# Understanding Capital – Types, Sources and Benefits (Complete)

Understanding Capital – Included in an important factor in manufacturing activities. For companies that are just starting up or in business, capital is used to run the business operations.

Results in production are reused for further production. Then, when developing the definition of capital, surplus value, purchasing power and the ability and power to use capital goods are emphasized.

In this discussion, we will explain in full and clearly the definition of capital, its types, sources and benefits. For a full review, come on… Read on as follows.

## What is meant by Capital?

Understanding Capital is a collection of goods or money that serves as the basis for carrying out an order.

Capital in English means capital, namely goods produced by nature or humans to produce other goods needed by humans in order to make a profit.

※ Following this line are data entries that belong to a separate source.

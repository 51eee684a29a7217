//! Raw per-tile noise fields
//!
//! [`FieldSampler`] produces [`TileFields`] for any axial coordinate from
//! seeded Perlin layers sampled at the tile's projected world position.
//! Sampling is a pure function of `(seeds, config, coord)`.

use noise::{NoiseFn, Perlin, Seedable};
use serde::{Deserialize, Serialize};

use crate::config::{LayoutConfig, NoiseConfig};
use crate::hex::{self, AxialCoord};
use crate::seeds::WorldSeeds;

/// Raw scalar bag for one tile. Values are nominally in [0,1] but are not
/// clamped here; consumers clamp on read.
#[derive(Clone, Copy, Debug, Default, PartialEq, Serialize, Deserialize)]
pub struct TileFields {
    pub macro_elevation: f32,
    pub macro_slope: f32,
    /// 0 on a plate boundary, rising to 1 in plate interiors
    pub plate_edge_distance: f32,
    pub medium_detail_abs: f32,
    pub ridge_strength: f32,
    /// 0 and 1 are the poles, 0.5 the equator
    pub latitude_normalized: f32,
}

// =============================================================================
// FIELD SAMPLER
// =============================================================================

/// Finite-difference step for the macro slope, in world units.
const SLOPE_STEP: f64 = 0.5;

/// Width of the plate boundary band in raw noise units.
const PLATE_BAND: f64 = 0.35;

pub struct FieldSampler {
    macro_noise: Perlin,
    plate_noise: Perlin,
    detail_noise: Perlin,
    ridge_noise: Perlin,
    noise: NoiseConfig,
    hex_size: f64,
    spacing_factor: f64,
    /// World-space half extent of the layout along Z, for latitude
    half_extent_z: f64,
}

impl FieldSampler {
    pub fn new(seeds: &WorldSeeds, noise: &NoiseConfig, layout: &LayoutConfig) -> Self {
        let radius = layout.layout_radius.max(1) as f64;
        let (_, extent) = hex::axial_to_xz(0.0, radius, layout.hex_size);
        Self {
            macro_noise: Perlin::new(1).set_seed(seeds.macro_terrain),
            plate_noise: Perlin::new(1).set_seed(seeds.plates),
            detail_noise: Perlin::new(1).set_seed(seeds.detail),
            ridge_noise: Perlin::new(1).set_seed(seeds.ridges),
            noise: noise.clone(),
            hex_size: layout.hex_size,
            spacing_factor: layout.spacing_factor,
            half_extent_z: (extent * layout.spacing_factor).abs().max(f64::EPSILON),
        }
    }

    /// Projected world XZ position of a tile (spacing applied).
    pub fn world_xz(&self, coord: AxialCoord) -> (f64, f64) {
        let (x, z) = hex::axial_to_xz(coord.q as f64, coord.r as f64, self.hex_size);
        (x * self.spacing_factor, z * self.spacing_factor)
    }

    pub fn sample(&self, coord: AxialCoord) -> TileFields {
        let (x, z) = self.world_xz(coord);

        let macro_elevation = self.macro_elevation(x, z);

        // Central differences over the continuous macro field
        let dx = self.macro_elevation(x + SLOPE_STEP, z) - self.macro_elevation(x - SLOPE_STEP, z);
        let dz = self.macro_elevation(x, z + SLOPE_STEP) - self.macro_elevation(x, z - SLOPE_STEP);
        let gradient = (dx * dx + dz * dz).sqrt() / (2.0 * SLOPE_STEP);
        let macro_slope = (gradient * self.noise.slope_gain).min(1.0);

        let plate = self.plate_noise.get([x * self.noise.plate_frequency, z * self.noise.plate_frequency]);
        let plate_edge_distance = (plate.abs() / PLATE_BAND).min(1.0);

        let detail = self.detail_noise.get([x * self.noise.detail_frequency, z * self.noise.detail_frequency]);
        let medium_detail_abs = detail.abs().min(1.0);

        let ridge = self.ridge_noise.get([x * self.noise.ridge_frequency, z * self.noise.ridge_frequency]);
        let ridge_strength = (1.0 - ridge.abs()).max(0.0).powi(2);

        let latitude_normalized = (0.5 + z / (2.0 * self.half_extent_z)).clamp(0.0, 1.0);

        TileFields {
            macro_elevation: macro_elevation as f32,
            macro_slope: macro_slope as f32,
            plate_edge_distance: plate_edge_distance as f32,
            medium_detail_abs: medium_detail_abs as f32,
            ridge_strength: ridge_strength as f32,
            latitude_normalized: latitude_normalized as f32,
        }
    }

    /// fBm macro elevation mapped from [-1,1] to [0,1].
    fn macro_elevation(&self, x: f64, z: f64) -> f64 {
        let freq = self.noise.macro_frequency;
        let n = fbm_noise(
            &self.macro_noise,
            x * freq,
            z * freq,
            self.noise.macro_octaves,
            self.noise.persistence,
            self.noise.lacunarity,
        );
        (n * 0.5 + 0.5 + self.noise.elevation_bias).clamp(0.0, 1.0)
    }
}

/// Fractional Brownian Motion noise
fn fbm_noise(
    noise: &impl NoiseFn<f64, 2>,
    x: f64,
    y: f64,
    octaves: u32,
    persistence: f64,
    lacunarity: f64,
) -> f64 {
    let mut total = 0.0;
    let mut amplitude = 1.0;
    let mut frequency = 1.0;
    let mut max_value = 0.0;

    for _ in 0..octaves.max(1) {
        total += amplitude * noise.get([x * frequency, y * frequency]);
        max_value += amplitude;
        amplitude *= persistence;
        frequency *= lacunarity;
    }

    total / max_value
}

#[cfg(test)]
mod tests {
    use super::*;

    fn sampler(seed: &str) -> FieldSampler {
        FieldSampler::new(
            &WorldSeeds::from_text(seed),
            &NoiseConfig::default(),
            &LayoutConfig::default(),
        )
    }

    #[test]
    fn test_sampling_is_deterministic() {
        let a = sampler("seed-test").sample(AxialCoord::new(1, 2));
        let b = sampler("seed-test").sample(AxialCoord::new(1, 2));
        assert_eq!(a, b);
    }

    #[test]
    fn test_fields_in_unit_range() {
        let s = sampler("range");
        for q in -10..=10 {
            for r in -10..=10 {
                let f = s.sample(AxialCoord::new(q * 3, r * 3));
                for v in [
                    f.macro_elevation,
                    f.macro_slope,
                    f.plate_edge_distance,
                    f.medium_detail_abs,
                    f.ridge_strength,
                    f.latitude_normalized,
                ] {
                    assert!((0.0..=1.0).contains(&v), "{:?}", f);
                }
            }
        }
    }

    #[test]
    fn test_latitude_follows_world_z() {
        let s = sampler("lat");
        assert!((s.sample(AxialCoord::ORIGIN).latitude_normalized - 0.5).abs() < 1e-6);
        let south = s.sample(AxialCoord::new(0, 10)).latitude_normalized;
        let north = s.sample(AxialCoord::new(0, -10)).latitude_normalized;
        assert!(south > 0.5);
        assert!(north < 0.5);
    }

    #[test]
    fn test_seeds_change_fields() {
        let coord = AxialCoord::new(7, -3);
        assert_ne!(sampler("one").sample(coord), sampler("two").sample(coord));
    }
}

Capital is included in a very important thing with a company. Without capital, a business cannot run as it should. Starting from large companies and small businesses, and requires capital to run a business.

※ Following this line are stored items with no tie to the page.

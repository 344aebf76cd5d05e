use std::{
    cell::{Cell, RefCell},
    collections::BTreeMap,
    rc::Rc,
};

use crate::guards::Instance;

/// A flag shared between the router and pending instance waits.
///
/// The router hands out one per committed route and invalidates it when the next route commits.
#[derive(Clone, Debug)]
pub struct Validity(Rc<Cell<bool>>);

impl Validity {
    pub fn new() -> Self {
        Self(Rc::new(Cell::new(true)))
    }

    pub fn is_valid(&self) -> bool {
        self.0.get()
    }

    pub fn invalidate(&self) {
        self.0.set(false);
    }
}

impl Default for Validity {
    fn default() -> Self {
        Self::new()
    }
}

struct Waiter {
    slot: String,
    validity: Validity,
    callback: Box<dyn FnOnce(Instance)>,
}

/// The mounted component instances of one record, keyed by view slot.
#[derive(Default)]
pub(crate) struct InstanceRegistry {
    instances: RefCell<BTreeMap<String, Instance>>,
    waiters: RefCell<Vec<Waiter>>,
}

impl InstanceRegistry {
    pub(crate) fn get(&self, slot: &str) -> Option<Instance> {
        self.instances.borrow().get(slot).cloned()
    }

    /// Store `instance` and hand it to every still valid wait for `slot`.
    pub(crate) fn register(&self, slot: &str, instance: Instance) {
        self.instances
            .borrow_mut()
            .insert(slot.to_string(), instance.clone());

        let ready: Vec<Waiter> = {
            let mut waiters = self.waiters.borrow_mut();
            let (ready, waiting) = std::mem::take(&mut *waiters)
                .into_iter()
                .filter(|waiter| waiter.validity.is_valid())
                .partition(|waiter| waiter.slot == slot);
            *waiters = waiting;
            ready
        };

        for waiter in ready {
            (waiter.callback)(instance.clone());
        }
    }

    /// Remove the instance of `slot` if it is `instance`. Returns whether anything was removed.
    pub(crate) fn unregister(&self, slot: &str, instance: &Instance) -> bool {
        let mut instances = self.instances.borrow_mut();
        match instances.get(slot) {
            Some(current) if Rc::ptr_eq(current, instance) => {
                instances.remove(slot);
                true
            }
            _ => false,
        }
    }

    /// Run `callback` with the instance of `slot` as soon as one is registered, unless `validity`
    /// is invalidated first.
    pub(crate) fn wait_for(
        &self,
        slot: &str,
        validity: Validity,
        callback: Box<dyn FnOnce(Instance)>,
    ) {
        if !validity.is_valid() {
            return;
        }

        if let Some(instance) = self.get(slot) {
            callback(instance);
            return;
        }

        let mut waiters = self.waiters.borrow_mut();
        waiters.retain(|waiter| waiter.validity.is_valid());
        waiters.push(Waiter {
            slot: slot.to_string(),
            validity,
            callback,
        });
    }

    #[cfg(test)]
    pub(crate) fn pending_waits(&self) -> usize {
        self.waiters
            .borrow()
            .iter()
            .filter(|waiter| waiter.validity.is_valid())
            .count()
    }
}

#[cfg(test)]
mod tests {
    use std::any::Any;

    use super::*;

    fn instance(value: u32) -> Instance {
        Rc::new(value) as Rc<dyn Any>
    }

    #[test]
    fn wait_resolves_on_registration() {
        let registry = InstanceRegistry::default();
        let seen = Rc::new(Cell::new(0));

        let sink = seen.clone();
        registry.wait_for(
            "default",
            Validity::new(),
            Box::new(move |instance| {
                sink.set(*instance.downcast_ref::<u32>().unwrap());
            }),
        );
        assert_eq!(registry.pending_waits(), 1);

        registry.register("default", instance(7));
        assert_eq!(seen.get(), 7);
        assert_eq!(registry.pending_waits(), 0);
    }

    #[test]
    fn existing_instance_resolves_immediately() {
        let registry = InstanceRegistry::default();
        registry.register("default", instance(1));

        let called = Rc::new(Cell::new(false));
        let sink = called.clone();
        registry.wait_for("default", Validity::new(), Box::new(move |_| sink.set(true)));
        assert!(called.get());
    }

    #[test]
    fn invalidated_wait_never_runs() {
        let registry = InstanceRegistry::default();
        let validity = Validity::new();
        let called = Rc::new(Cell::new(false));

        let sink = called.clone();
        registry.wait_for("default", validity.clone(), Box::new(move |_| sink.set(true)));
        validity.invalidate();
        registry.register("default", instance(1));

        assert!(!called.get());
    }

    #[test]
    fn unregister_requires_same_instance() {
        let registry = InstanceRegistry::default();
        let first = instance(1);
        registry.register("default", first.clone());

        assert!(!registry.unregister("default", &instance(1)));
        assert!(registry.unregister("default", &first));
        assert!(registry.get("default").is_none());
    }
}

In essence, capital is a company’s most important capital to do business, which is generally in the form of funds. With money, a business can run smoothly by supporting a production process to marketing.

## Type – Type of Capital

There are types of capital and functions, among them are as follows:

### 1. Types of Capital Based on Capital Source

Capital based on its source can be divided into two parts, namely external capital and internal capital, including the following:

#### a. External Capital

External capital is capital from outside the company or funds that have been obtained from a shareholder or creditor who can participate in the company. Since internal capital is limited, there is a need for external capital which can be drawn from outside and is not limited.

#### b. Modal Internal

Internal capital is the existence of capital that is usually obtained by the company from the sale itself. It is difficult to use internal capital to grow the business because it is limited and it is difficult to see the improvements that have been significant.

### 2. Types of Capital Based on Existence

The types of capital that can be distinguished based on their form, namely abstract capital or passive capital or concrete capital or active capital, including the following:

#### a. Abstract Capital (Passive Capital)

Abstract modals are the opposite of concrete modals, which cannot be seen in plain text. However, this capital is also important for the sustainability of the company, for example in relation to copyright, job qualifications, and branches.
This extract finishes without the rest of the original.